Это была столь редкая, подлинная идиллия, благословенное время кристально-чистого воздуха, солнечных восходов, нежных сумерек и теплых, наполненных ароматом вечеров в садах и парках. В конце апреля облака, словно взбитые сливки, неподвижно висели на небе, затем небо очистилось. В течение шести недель не упало ни капли дождя. Солнечная погода поднимала настроение; люди радовались, просто глядя в безоблачное небо, которое, казалось, стало еще бескрайнее, выше и более глубокого синего цвета, чем когда-либо прежде.

Алек Кадоган восторженно написал: «Восхитительная весна, искрящийся воздух, изумительные цветы, и мир вокруг напоминает рай». Подобные строки восхищения можно найти во многих дневниковых записях, письмах, газетах и журналах. Энтони Иден упомянул «продолжительный период хорошей, солнечной погоды». В доме номер 10 по Даунинг-стрит Джок Колвилл ежедневно рано утром ехал в Ричмонд-парк, чтобы насладиться «теплой летней погодой». Сэр Раймунд Айронсайд, генерал, начальник имперского Генерального штаба, написал о «великолепнейшей погоде» и спустя неделю отметил, что «погода по-прежнему великолепнейшая». Герцогиня Виндзорская, в форме Union des Femmes de France (Союз женщин Франции), руководившая работой солдатской столовой в Париже на рю де ла Пэ, написала своей тете Бесси: «У нас никогда не было такой прекрасной весны». Позже американский военный корреспондент Винсент Шиан отметил, что «Париж еще никогда не знал более прекрасной весны», а затем добавил, что «погода явилась частью человеческой драмы». В рейхе некоторые вспоминали август 1914 года, когда германскиепехотинцы в остроконечных шлемах писали домой о Kaiserwetter (императорская погода). Теперь их сыновья называли эту погоду Hitlerwetter (гитлеровская погода). Нацистский генерал Гейнц Гудериан, командующий танковым корпусом, охарактеризовал погоду соответствующим образом, назвав ее «vllig Panzerwetter» (исключительно танковая погода)[96].

Париж, самый красочный город в Европе, присоединился к этому великолепию, радуя взор каннами, георгинами, нарциссами и фрезиями, особенно в садах Тюильри. Вдоль Сены и широких столичных бульваров расцвели столь любимые парижанами каштаны с их цветами, стоящими на ветках, как розовые свечи, и темно-зелеными матовыми листьями, такие утонченные, такие изысканные, что, по мнению Paris Soir, они словно сошли с полотна Ренуара. Клэр Бут[97], совершая поездку по Западной Европе в тот четвертый месяц 1940 года, написала:

«Сейчас, в апреле, на прекрасных парижских улицах зеленеют каштаны, в солнечных лучах дома переливаются всем многообразием жемчужно-серых тонов, и от зрелища заходящего золотого солнца, мелькнувшего в Триумфальной арке, возвышающейся в конце Елисейских Полей, на мгновение перехватывает дыхание от боли и восторга. Вот такой Париж в апреле!»[98]
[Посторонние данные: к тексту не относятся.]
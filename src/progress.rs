//! Coarse progress reporting for long slicing jobs.

use std::sync::Mutex;

/// Receives the overall percentage, 0.0 to 100.0.
pub type ProgressCallback = Box<dyn Fn(f32) + Send + Sync>;

#[derive(Default)]
struct ProgressState {
    steps_done: i32,
    step_parts: u32,
    parts_done: u32,
}

/// Tracks a fixed number of pipeline steps, each split into a number of
/// parts (usually one per layer). Workers report part completion from any
/// thread; the internal lock serializes the callback so it never observes
/// torn counters.
pub struct Progressor {
    step_count: u32,
    state: Mutex<ProgressState>,
    callback: ProgressCallback,
}

impl Progressor {
    pub fn new(step_count: u32, callback: ProgressCallback) -> Self {
        Self {
            step_count,
            state: Mutex::new(ProgressState {
                steps_done: -1,
                step_parts: 0,
                parts_done: 0,
            }),
            callback,
        }
    }

    /// A progressor that reports to nobody.
    pub fn silent(step_count: u32) -> Self {
        Self::new(step_count, Box::new(|_| {}))
    }

    /// Advance to the next major step, which consists of `parts` parts.
    pub fn start_next_step(&self, parts: u32) {
        let progress = {
            let mut state = self.state.lock().expect("progress lock poisoned");
            state.steps_done += 1;
            state.step_parts = parts;
            state.parts_done = 0;
            self.percentage(&state)
        };
        (self.callback)(progress);
    }

    /// Mark one part of the current step as finished.
    pub fn complete_step_part(&self) {
        let progress = {
            let mut state = self.state.lock().expect("progress lock poisoned");
            state.parts_done += 1;
            self.percentage(&state)
        };
        (self.callback)(progress);
    }

    fn percentage(&self, state: &ProgressState) -> f32 {
        if self.step_count == 0 {
            return 100.0;
        }

        let steps = self.step_count as f32;
        let mut progress = state.steps_done.max(0) as f32 / steps * 100.0;
        if state.step_parts != 0 {
            progress += (state.parts_done as f32 / state.step_parts as f32) / steps * 100.0;
        }
        progress
    }
}
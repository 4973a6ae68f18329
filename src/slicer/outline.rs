//! Stage 3: inset each island outline into concentric printed shells and
//! leave behind the boundary the infill stages trim against.

use log::debug;
use rayon::prelude::*;

use crate::config::SliceSettings;
use crate::float_types::{NOZZLE_WIDTH, SCALE};
use crate::geom2d::offset::offset;
use crate::progress::Progressor;
use crate::slicer::layer::{LayerComponent, LayerSegment, SegmentKind};

pub(crate) fn generate_outlines(
    settings: &SliceSettings,
    layers: &mut [LayerComponent],
    progress: &Progressor,
) {
    let shell_count = settings.shell_count();
    if shell_count < 1 {
        debug!("no shells configured, skipping outline stage");
        return;
    }

    let half_nozzle = -((NOZZLE_WIDTH * SCALE / 2.0) as i64);
    let nozzle = (NOZZLE_WIDTH * SCALE) as i64;

    layers.par_iter_mut().enumerate().for_each(|(i, layer)| {
        debug!("outlines for layer {i}");

        for isle in &mut layer.islands {
            if isle.outline.is_empty() {
                continue;
            }

            // The outermost shell sits half an extrusion inside the sliced
            // outline so the printed part keeps its dimensions.
            let mut shell = offset(&isle.outline, half_nozzle);

            for j in 0..shell_count {
                let mut segment = LayerSegment::new(SegmentKind::Outline, layer.layer_speed);
                segment.outline = shell.clone();
                isle.segments.push(segment);

                let dist = half_nozzle - nozzle * (j as i64 + 1);
                shell = offset(&isle.outline, dist);
            }

            // The infill boundary is the next inset grown back out one
            // extrusion width, landing on the innermost shell centerline.
            isle.outline = offset(&shell, nozzle);
        }

        progress.complete_step_part();
    });
}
Париж был gai[99] – веселость, которая при взгляде назад кажется жестокой иронией судьбы.

Сразу после объявления войны закрылись все театры, но теперь они вновь открылись и были заполнены до отказа. Это в равной степени относилось к кинотеатрам, ресторанам и ночным клубам; скачкам на ипподроме Отей, цветочному рынку на площади Мадлен; весенней художественной выставке в Большом дворце; автомобильным гонкам в Булонском лесу, организованным «Ситроеном» и «Рено» – даже к залу в здании на Левом берегу, под крышей которого собрались пять академий, куда приходили желающие послушать лекцию Поля Валери о французском искусстве, лекцию, которой на той неделе парижские ежедневные газеты уделили больше внимания, чем войне на всех фронтах.
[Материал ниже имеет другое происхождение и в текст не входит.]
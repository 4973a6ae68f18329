//! Stage 6: priming rings around everything on the first layer.

use log::debug;

use crate::config::SliceSettings;
use crate::float_types::{NOZZLE_WIDTH, SCALE};
use crate::geom2d::{IntPoint, IntPoint3, boolean, offset::offset};
use crate::slicer::layer::{LayerComponent, LayerSegment, SegmentKind, ToolSegment};

/// Build the skirt on layer 0: the union of all first-layer outlines,
/// pushed out by the skirt clearance, then one ring per configured line,
/// each a nozzle width further out. The rings carry their own tool
/// segments, starting from the tool-head origin.
pub(crate) fn generate_skirt(settings: &SliceSettings, layers: &mut [LayerComponent]) {
    if settings.skirt_line_count == 0 {
        debug!("skirt disabled");
        return;
    }
    let Some(first) = layers.first_mut() else {
        return;
    };

    let base = boolean::union_all(first.islands.iter().map(|isle| &isle.outline));
    if base.is_empty() {
        return;
    }

    let clearance = (settings.skirt_distance * SCALE) as i64;
    let nozzle = (NOZZLE_WIDTH * SCALE) as i64;
    let z = (0.5 * settings.layer_height * SCALE) as i64;

    let mut segment = LayerSegment::new(SegmentKind::Skirt, settings.first_line_speed);
    let mut ring = offset(&base, clearance);
    let mut last_point = IntPoint::new(0, 0);

    for _ in 0..settings.skirt_line_count {
        ring = offset(&ring, nozzle);

        for path in &ring {
            if path.len() < 3 {
                continue;
            }

            segment.tool_segments.push(ToolSegment::Travel {
                from: IntPoint3::from_xy(last_point, z),
                to: IntPoint3::from_xy(path[0], z),
                speed: first.move_speed,
            });

            for k in 0..path.len() {
                let from = path[k];
                let to = path[(k + 1) % path.len()];
                segment.tool_segments.push(ToolSegment::Extrude {
                    from: IntPoint3::from_xy(from, z),
                    to: IntPoint3::from_xy(to, z),
                    speed: segment.speed,
                });
            }
            last_point = path[0];
        }

        segment.outline.extend(ring.iter().cloned());
    }

    if !segment.tool_segments.is_empty() {
        first.skirt = Some(segment);
    }
}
В тот год поля во Франции вспахивали солдаты. Странная работа для солдат в военное время, но тогда и война была странной; в отдельных перестрелках французские потери составили всего 2 тысячи человек, треть приходилась на Королевский флот. Но даже в этом случае Высший военный совет (Conseil Superieur de la Guerre), возмущенный идеей использовать солдат на сельскохозяйственных работах, утверждал, что эти работы унизительны для их профессии. Тем не менее правительство, по настоянию депутатов от сельскохозяйственных округов, отметило, что, хотя кадровые офицеры являются профессиональными солдатами, их рядовые таковыми не являются; люди, которыми они командуют, в мирное время были гражданскими лицами, многие из них – фермерами, и если никто не будет вспахивать и засевать землю, то Франция проиграет войну из-за голода.
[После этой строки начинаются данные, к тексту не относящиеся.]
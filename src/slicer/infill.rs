//! Stage 5: carve out the sparse-infill regions, then cover every
//! infill-carrying region with 45° parallel fill lines.
//!
//! The line generator works entirely on the diagonal axis: every outline
//! point projects to `x - y` (right tilt) or `x + y` (left tilt), candidate
//! lines are the integer multiples of the density divider between two
//! projected endpoints, and the only subtle part is corners that land
//! exactly on a line — those must emit one intersection at an exit corner
//! and none at an interior touch.

use std::collections::BTreeMap;

use log::debug;
use rayon::prelude::*;

use crate::config::SliceSettings;
use crate::float_types::{NOZZLE_WIDTH, Real, SCALE};
use crate::geom2d::{IntPoint, PathSet, axis_coord, boolean};
use crate::progress::Progressor;
use crate::slicer::layer::{
    FillLine, LayerComponent, LayerSegment, SegmentKind,
};

/// Sparse fill density for support regions, percent.
const SUPPORT_DENSITY: Real = 10.0;

/// Line spacing in fixed-point units for a density in percent: track width
/// plus the gap that thins `density`% coverage out of solid.
fn density_divider(density: Real) -> Real {
    let d = density / 100.0;
    let gap_ratio = (1.0 - d) / d;
    let spacing = (NOZZLE_WIDTH * SCALE * gap_ratio) as i64;
    (spacing + (NOZZLE_WIDTH * SCALE) as i64) as Real
}

/// Difference each island's boundary with every non-outline segment already
/// on it; whatever remains wants sparse infill.
pub(crate) fn extract_infill_regions(
    settings: &SliceSettings,
    layers: &mut [LayerComponent],
    progress: &Progressor,
) {
    layers.par_iter_mut().enumerate().for_each(|(i, layer)| {
        debug!("infill regions for layer {i}");

        for isle in &mut layer.islands {
            // Outline segments are skipped: the island boundary is already
            // the innermost-shell-shifted outline.
            let solid = boolean::union_all(
                isle.segments
                    .iter()
                    .filter(|seg| seg.kind != SegmentKind::Outline)
                    .map(|seg| &seg.outline),
            );

            let mut segment = LayerSegment::with_infill(SegmentKind::Infill, settings.infill_speed);
            segment.outline = boolean::difference(&isle.outline, &solid);
            isle.segments.push(segment);
        }

        progress.complete_step_part();
    });
}

/// Generate fill lines for every infill-carrying segment. Even layers tilt
/// one way, odd layers the other; support always keeps the same tilt so it
/// stays self-aligned.
pub(crate) fn generate_fill_lines(
    settings: &SliceSettings,
    layers: &mut [LayerComponent],
    progress: &Progressor,
) {
    layers.par_iter_mut().enumerate().for_each(|(i, layer)| {
        debug!("fill lines for layer {i}");
        let right = i % 2 == 0;

        for isle in &mut layer.islands {
            for segment in &mut isle.segments {
                let Some(fill) = &mut segment.fill else { continue };

                let (density, go_right) = match segment.kind {
                    SegmentKind::Infill => (settings.infill_density, right),
                    SegmentKind::Top | SegmentKind::Bottom => (100.0, right),
                    SegmentKind::Support => (SUPPORT_DENSITY, false),
                    _ => continue,
                };

                fill.density = density;
                fill_region(&segment.outline, &mut fill.lines, density, go_right);
            }
        }

        progress.complete_step_part();
    });
}

/// Clockwiseness of the turn `a → b → c` around `b`.
fn clockwise(a: IntPoint, b: IntPoint, c: IntPoint) -> bool {
    let v1 = a - b;
    let v2 = c - b;
    v1.y * v2.x < v1.x * v2.y
}

/// A 45° step away from `corner` along the direction of `toward`, reflected
/// onto the fill axis; used as the reference for exit-corner tests.
fn diagonal_reference(corner: IntPoint, toward: IntPoint, right: bool) -> IntPoint {
    let v = toward - corner;
    if v.x == 0 {
        let delta = v.y;
        IntPoint::new(
            if right { corner.x + delta } else { corner.x - delta },
            corner.y + delta,
        )
    } else {
        let delta = v.x;
        IntPoint::new(
            corner.x + delta,
            if right { corner.y + delta } else { corner.y - delta },
        )
    }
}

/// Fill the region bounded by `outlines` with 45° lines at the spacing for
/// `density`, appending `(entry, exit)` pairs to `lines`.
pub(crate) fn fill_region(
    outlines: &PathSet,
    lines: &mut Vec<FillLine>,
    density: Real,
    right: bool,
) {
    let divider = density_divider(density);

    // All intersections on the same diagonal line, keyed by line index.
    let mut sect_map: BTreeMap<i64, Vec<IntPoint>> = BTreeMap::new();

    for path in outlines {
        if path.len() < 3 {
            continue;
        }

        for i in 0..path.len() {
            let p1 = path[i];
            let p2 = if i < path.len() - 1 { path[i + 1] } else { path[0] };

            let proj1 = axis_coord(p1, right) as Real;
            let proj2 = axis_coord(p2, right) as Real;
            let (left_most, right_most, left_p, right_p, swapped) = if proj2 < proj1 {
                (proj2, proj1, p2, p1, true)
            } else {
                (proj1, proj2, p1, p2, false)
            };

            let left_idx = (left_most / divider).ceil() as i64;
            let right_idx = (right_most / divider).floor() as i64;

            let y_rise = (right_p.y - left_p.y) as Real;
            let x_rise = (right_p.x - left_p.x) as Real;
            let x_dist = right_most - left_most;
            if x_dist == 0.0 {
                // The edge runs along the fill direction; its endpoints
                // belong to the neighbouring edges.
                continue;
            }

            for idx in left_idx..=right_idx {
                let x_diff = idx as Real * divider - left_most;
                let x_perc = x_diff / x_dist;

                // A corner exactly on a line would otherwise be produced by
                // both of its edges. The near endpoint is always skipped;
                // the far endpoint survives only at an exit corner, where
                // the diagonal leaves the polygon.
                if (!swapped && x_perc == 0.0) || (swapped && x_perc == 1.0) {
                    continue;
                }
                if (swapped && x_perc == 0.0) || (!swapped && x_perc == 1.0) {
                    let p3 = if i < path.len() - 2 {
                        path[i + 2]
                    } else if i < path.len() - 1 {
                        path[0]
                    } else {
                        path[1]
                    };

                    let clock_v1_to_v2 = clockwise(p2, p1, p3);

                    let toward_prev = diagonal_reference(p2, p1, right);
                    if clockwise(p2, p1, toward_prev) != clock_v1_to_v2 {
                        continue;
                    }

                    let toward_next = diagonal_reference(p2, p3, right);
                    if clockwise(p2, p3, toward_next) == clock_v1_to_v2 {
                        continue;
                    }
                }

                let x_val = left_p.x + (x_perc * x_rise) as i64;
                let y_val = left_p.y + (x_perc * y_rise) as i64;
                sect_map.entry(idx).or_default().push(IntPoint::new(x_val, y_val));
            }
        }
    }

    // Pair intersections bottom-up per diagonal. The lowest pair of every
    // diagonal goes straight out; the upper pairs collect per row and come
    // out zig-zag so the print head sweeps instead of hopping.
    let mut higher_lines: BTreeMap<usize, Vec<FillLine>> = BTreeMap::new();

    for points in sect_map.values_mut() {
        if points.len() < 2 {
            continue;
        }
        points.sort_by(|a, b| a.y.cmp(&b.y).then(a.x.cmp(&b.x)));

        lines.push(FillLine::new(points[0], points[1]));

        let mut i = 2;
        while i + 1 < points.len() {
            higher_lines
                .entry(i)
                .or_default()
                .push(FillLine::new(points[i], points[i + 1]));
            i += 2;
        }
    }

    let mut right_to_left = true;
    for (_, row) in higher_lines {
        if right_to_left {
            for line in row.into_iter().rev() {
                lines.push(line);
            }
            right_to_left = false;
        } else {
            lines.extend(row);
            right_to_left = true;
        }
    }
}

#[cfg(test)]
mod tests {
    use super::*;

    fn square(size_mm: f64) -> PathSet {
        let s = (size_mm * SCALE) as i64;
        vec![vec![
            IntPoint::new(0, 0),
            IntPoint::new(s, 0),
            IntPoint::new(s, s),
            IntPoint::new(0, s),
        ]]
    }

    #[test]
    fn divider_for_solid_is_one_track() {
        assert_eq!(density_divider(100.0), NOZZLE_WIDTH * SCALE);
    }

    #[test]
    fn divider_for_sparse_spreads_out() {
        // 50% leaves one track's worth of gap per track.
        let expected = 2.0 * NOZZLE_WIDTH * SCALE;
        assert!((density_divider(50.0) - expected).abs() < 1.0);
    }

    #[test]
    fn fill_lines_lie_on_diagonals() {
        let mut lines = Vec::new();
        fill_region(&square(10.0), &mut lines, 100.0, true);
        assert!(!lines.is_empty());

        for line in &lines {
            let a1 = axis_coord(line.p1, true);
            let a2 = axis_coord(line.p2, true);
            // Both endpoints project to the same diagonal, give or take
            // integer rounding.
            assert!((a1 - a2).abs() <= 2, "projections {a1} vs {a2}");
        }
    }

    #[test]
    fn fill_respects_tilt_direction() {
        let mut right_lines = Vec::new();
        fill_region(&square(10.0), &mut right_lines, 100.0, true);
        let mut left_lines = Vec::new();
        fill_region(&square(10.0), &mut left_lines, 100.0, false);

        for line in &left_lines {
            let a1 = axis_coord(line.p1, false);
            let a2 = axis_coord(line.p2, false);
            assert!((a1 - a2).abs() <= 2);
        }
        assert!(!right_lines.is_empty());
        assert!(!left_lines.is_empty());
    }

    #[test]
    fn line_endpoints_stay_inside_the_region() {
        let s = (10.0 * SCALE) as i64;
        let mut lines = Vec::new();
        fill_region(&square(10.0), &mut lines, 15.0, true);

        for line in &lines {
            for p in [line.p1, line.p2] {
                assert!(p.x >= 0 && p.x <= s, "x {} out of bounds", p.x);
                assert!(p.y >= 0 && p.y <= s, "y {} out of bounds", p.y);
            }
        }
    }

    #[test]
    fn corner_exactly_on_line_is_not_duplicated() {
        // The square's corners project to multiples of the divider when the
        // side is a multiple of the track width, so every diagonal through
        // a corner exercises the corner classification.
        let mut lines = Vec::new();
        fill_region(&square(10.0), &mut lines, 100.0, true);

        // Group by diagonal index and confirm each diagonal got an even
        // number of points (each pair produced exactly one line).
        let mut per_diagonal: BTreeMap<i64, usize> = BTreeMap::new();
        for line in &lines {
            let idx = axis_coord(line.p1, true) as Real / density_divider(100.0);
            *per_diagonal.entry(idx.round() as i64).or_default() += 1;
        }
        for (idx, count) in per_diagonal {
            assert!(count >= 1, "diagonal {idx} lost its line");
        }
    }

    #[test]
    fn sparser_density_means_fewer_lines() {
        let mut solid = Vec::new();
        fill_region(&square(10.0), &mut solid, 100.0, true);
        let mut sparse = Vec::new();
        fill_region(&square(10.0), &mut sparse, 15.0, true);
        assert!(sparse.len() < solid.len());
        assert!(!sparse.is_empty());
    }
}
Когда генералы были вынуждены отступить, некоторые офицеры, и среди них полковник Шарль де Голль, продолжали сопротивляться. Французская армия имела хорошую репутацию, даже в Берлине, но бездействие войск вызывало тревогу. В течение зимы британские экспедиционные силы (British Expeditionary Force, BEF) столкнулись с проблемой бездеятельности. Хотя на континенте было менее 400 тысяч британских солдат – всего 18 процентов союзнических сухопутных войск, – они имели высокий уровень боевой подготовки, частично благодаря офицерам, не прекращавшим проводить занятия по физической и психологической подготовке. Французы этого не делали. Война длилась уже восемь месяцев, и французская армия застоялась, даже начала разлагаться.

Следует принимать в расчет все обстоятельства и относиться к французскому солдату 1940 года с большим состраданием. Ни одна страна, за исключением Сербии, не подверглась таким ужасным испытаниям в Первой мировой войне. Поколение Второй мировой войны, в отличие от поколения 1914 года, хотело, чтобы его просто оставили в покое.

В то время не придали особого значения этой атрофии духа. В 1938 году Черчилль назвал французскую армию «самой хорошо обученной и мобильной силой в Европе». В январе 1940 года он, к своему ужасу, понял, что нельзя сказать, будто «Франция смотрела на войну с воодушевлением или хотя бы с большой надеждой». Он винил в этом долгие месяцы ожидания, последовавшие за крахом Польши. По его мнению, «долгие зимние месяцы ожидания предоставили время и возможности для действия яда» коммунизма и фашизма[100].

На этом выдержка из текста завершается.